Records shown
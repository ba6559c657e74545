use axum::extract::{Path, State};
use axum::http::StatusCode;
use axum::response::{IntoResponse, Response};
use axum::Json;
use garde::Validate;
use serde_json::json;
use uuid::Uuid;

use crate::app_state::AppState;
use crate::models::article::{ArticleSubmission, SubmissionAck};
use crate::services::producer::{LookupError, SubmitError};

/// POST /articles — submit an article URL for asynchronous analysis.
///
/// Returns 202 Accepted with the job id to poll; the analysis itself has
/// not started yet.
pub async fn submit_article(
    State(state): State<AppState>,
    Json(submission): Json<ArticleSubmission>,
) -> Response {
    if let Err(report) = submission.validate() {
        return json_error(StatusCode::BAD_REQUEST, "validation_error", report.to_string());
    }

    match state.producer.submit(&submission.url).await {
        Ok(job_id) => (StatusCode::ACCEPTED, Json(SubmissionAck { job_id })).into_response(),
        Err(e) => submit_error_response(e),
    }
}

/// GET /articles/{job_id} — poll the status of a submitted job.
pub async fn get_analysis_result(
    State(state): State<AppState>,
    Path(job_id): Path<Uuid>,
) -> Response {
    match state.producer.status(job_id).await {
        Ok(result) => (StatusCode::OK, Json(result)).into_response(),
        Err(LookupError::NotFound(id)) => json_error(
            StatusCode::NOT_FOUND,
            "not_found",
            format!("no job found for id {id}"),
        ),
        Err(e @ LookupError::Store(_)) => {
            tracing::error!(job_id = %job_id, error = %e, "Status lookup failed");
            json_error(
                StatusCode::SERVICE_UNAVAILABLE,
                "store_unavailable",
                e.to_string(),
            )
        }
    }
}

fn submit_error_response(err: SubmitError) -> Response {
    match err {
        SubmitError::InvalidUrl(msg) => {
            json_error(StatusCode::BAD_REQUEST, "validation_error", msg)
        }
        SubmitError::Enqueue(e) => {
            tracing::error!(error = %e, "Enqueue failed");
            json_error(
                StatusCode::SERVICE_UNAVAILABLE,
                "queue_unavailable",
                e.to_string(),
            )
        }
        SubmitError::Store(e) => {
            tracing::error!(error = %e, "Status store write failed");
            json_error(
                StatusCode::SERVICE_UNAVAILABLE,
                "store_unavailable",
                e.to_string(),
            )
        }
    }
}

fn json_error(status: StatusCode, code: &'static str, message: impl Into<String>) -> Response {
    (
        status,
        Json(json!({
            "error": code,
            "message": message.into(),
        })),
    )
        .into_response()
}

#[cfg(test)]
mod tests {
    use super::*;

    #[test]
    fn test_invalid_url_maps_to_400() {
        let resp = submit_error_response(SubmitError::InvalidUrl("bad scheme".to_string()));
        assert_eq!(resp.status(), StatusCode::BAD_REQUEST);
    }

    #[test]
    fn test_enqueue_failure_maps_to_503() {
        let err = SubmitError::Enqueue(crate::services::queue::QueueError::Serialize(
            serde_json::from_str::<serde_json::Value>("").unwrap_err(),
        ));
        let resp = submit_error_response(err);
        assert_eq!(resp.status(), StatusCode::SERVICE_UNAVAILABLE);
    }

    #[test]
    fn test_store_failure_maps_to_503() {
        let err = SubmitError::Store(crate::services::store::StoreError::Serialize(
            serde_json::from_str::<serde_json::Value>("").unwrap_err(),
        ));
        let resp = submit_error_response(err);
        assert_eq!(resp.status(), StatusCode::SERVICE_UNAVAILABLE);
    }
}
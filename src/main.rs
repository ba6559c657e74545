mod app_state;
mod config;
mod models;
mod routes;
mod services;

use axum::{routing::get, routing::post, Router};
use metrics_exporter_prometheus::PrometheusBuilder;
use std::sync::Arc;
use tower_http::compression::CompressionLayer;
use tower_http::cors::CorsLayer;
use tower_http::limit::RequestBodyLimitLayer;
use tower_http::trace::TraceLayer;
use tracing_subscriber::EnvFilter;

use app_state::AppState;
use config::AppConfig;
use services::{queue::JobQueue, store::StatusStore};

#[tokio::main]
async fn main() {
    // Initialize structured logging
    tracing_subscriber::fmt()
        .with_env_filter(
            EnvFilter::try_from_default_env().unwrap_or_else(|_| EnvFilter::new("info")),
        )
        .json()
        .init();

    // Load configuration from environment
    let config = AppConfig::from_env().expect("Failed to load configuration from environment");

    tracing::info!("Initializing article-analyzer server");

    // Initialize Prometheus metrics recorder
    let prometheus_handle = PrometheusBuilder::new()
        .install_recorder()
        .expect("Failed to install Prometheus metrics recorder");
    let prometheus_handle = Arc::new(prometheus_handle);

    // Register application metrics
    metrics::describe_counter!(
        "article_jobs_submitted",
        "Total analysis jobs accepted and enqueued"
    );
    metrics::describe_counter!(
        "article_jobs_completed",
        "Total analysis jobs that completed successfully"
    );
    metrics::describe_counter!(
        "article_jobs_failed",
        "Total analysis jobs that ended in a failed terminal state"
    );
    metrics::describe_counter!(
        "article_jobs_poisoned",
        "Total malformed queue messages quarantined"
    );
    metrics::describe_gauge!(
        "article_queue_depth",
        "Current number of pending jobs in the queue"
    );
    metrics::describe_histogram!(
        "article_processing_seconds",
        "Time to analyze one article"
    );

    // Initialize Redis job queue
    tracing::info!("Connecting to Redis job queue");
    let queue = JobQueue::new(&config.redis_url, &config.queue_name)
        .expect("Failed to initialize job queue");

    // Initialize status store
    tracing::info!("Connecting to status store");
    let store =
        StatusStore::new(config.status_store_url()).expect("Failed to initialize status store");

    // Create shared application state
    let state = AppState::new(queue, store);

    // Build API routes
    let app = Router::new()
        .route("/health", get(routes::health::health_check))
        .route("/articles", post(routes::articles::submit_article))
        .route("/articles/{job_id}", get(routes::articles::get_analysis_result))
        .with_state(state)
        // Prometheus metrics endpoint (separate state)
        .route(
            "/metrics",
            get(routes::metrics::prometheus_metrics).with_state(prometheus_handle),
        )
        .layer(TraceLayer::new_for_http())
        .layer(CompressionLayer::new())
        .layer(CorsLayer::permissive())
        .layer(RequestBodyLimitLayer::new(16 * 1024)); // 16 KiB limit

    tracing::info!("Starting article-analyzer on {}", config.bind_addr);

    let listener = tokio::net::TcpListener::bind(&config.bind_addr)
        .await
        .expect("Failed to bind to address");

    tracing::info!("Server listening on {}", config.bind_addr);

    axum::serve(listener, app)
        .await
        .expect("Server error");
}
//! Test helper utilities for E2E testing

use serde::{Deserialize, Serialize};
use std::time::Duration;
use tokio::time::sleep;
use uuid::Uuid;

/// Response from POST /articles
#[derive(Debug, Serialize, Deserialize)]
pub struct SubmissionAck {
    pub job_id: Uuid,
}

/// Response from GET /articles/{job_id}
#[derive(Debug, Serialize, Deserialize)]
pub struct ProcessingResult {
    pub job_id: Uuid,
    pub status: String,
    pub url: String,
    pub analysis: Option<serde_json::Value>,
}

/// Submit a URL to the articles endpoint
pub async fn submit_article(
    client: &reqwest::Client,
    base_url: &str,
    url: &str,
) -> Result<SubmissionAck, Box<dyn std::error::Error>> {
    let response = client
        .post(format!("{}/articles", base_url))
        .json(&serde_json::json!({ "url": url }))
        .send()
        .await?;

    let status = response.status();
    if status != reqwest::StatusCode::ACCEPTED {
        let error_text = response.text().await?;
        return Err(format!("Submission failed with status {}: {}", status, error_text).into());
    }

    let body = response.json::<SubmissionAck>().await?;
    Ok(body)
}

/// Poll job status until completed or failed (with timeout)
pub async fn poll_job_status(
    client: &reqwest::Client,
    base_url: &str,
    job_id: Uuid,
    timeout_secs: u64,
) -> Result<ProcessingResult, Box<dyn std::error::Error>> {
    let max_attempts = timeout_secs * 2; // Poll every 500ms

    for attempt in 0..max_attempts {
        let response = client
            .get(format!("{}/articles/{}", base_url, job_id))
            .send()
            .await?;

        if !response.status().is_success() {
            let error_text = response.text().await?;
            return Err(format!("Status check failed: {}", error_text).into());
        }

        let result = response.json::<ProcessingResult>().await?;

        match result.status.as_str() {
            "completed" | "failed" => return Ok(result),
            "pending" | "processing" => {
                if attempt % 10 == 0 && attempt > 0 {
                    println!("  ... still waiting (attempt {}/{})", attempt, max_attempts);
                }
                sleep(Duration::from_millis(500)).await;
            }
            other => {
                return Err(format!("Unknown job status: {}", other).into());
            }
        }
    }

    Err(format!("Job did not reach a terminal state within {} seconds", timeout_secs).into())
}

Task to complete
Write only the number of lines in the records that contain the string "configuration".

Result
2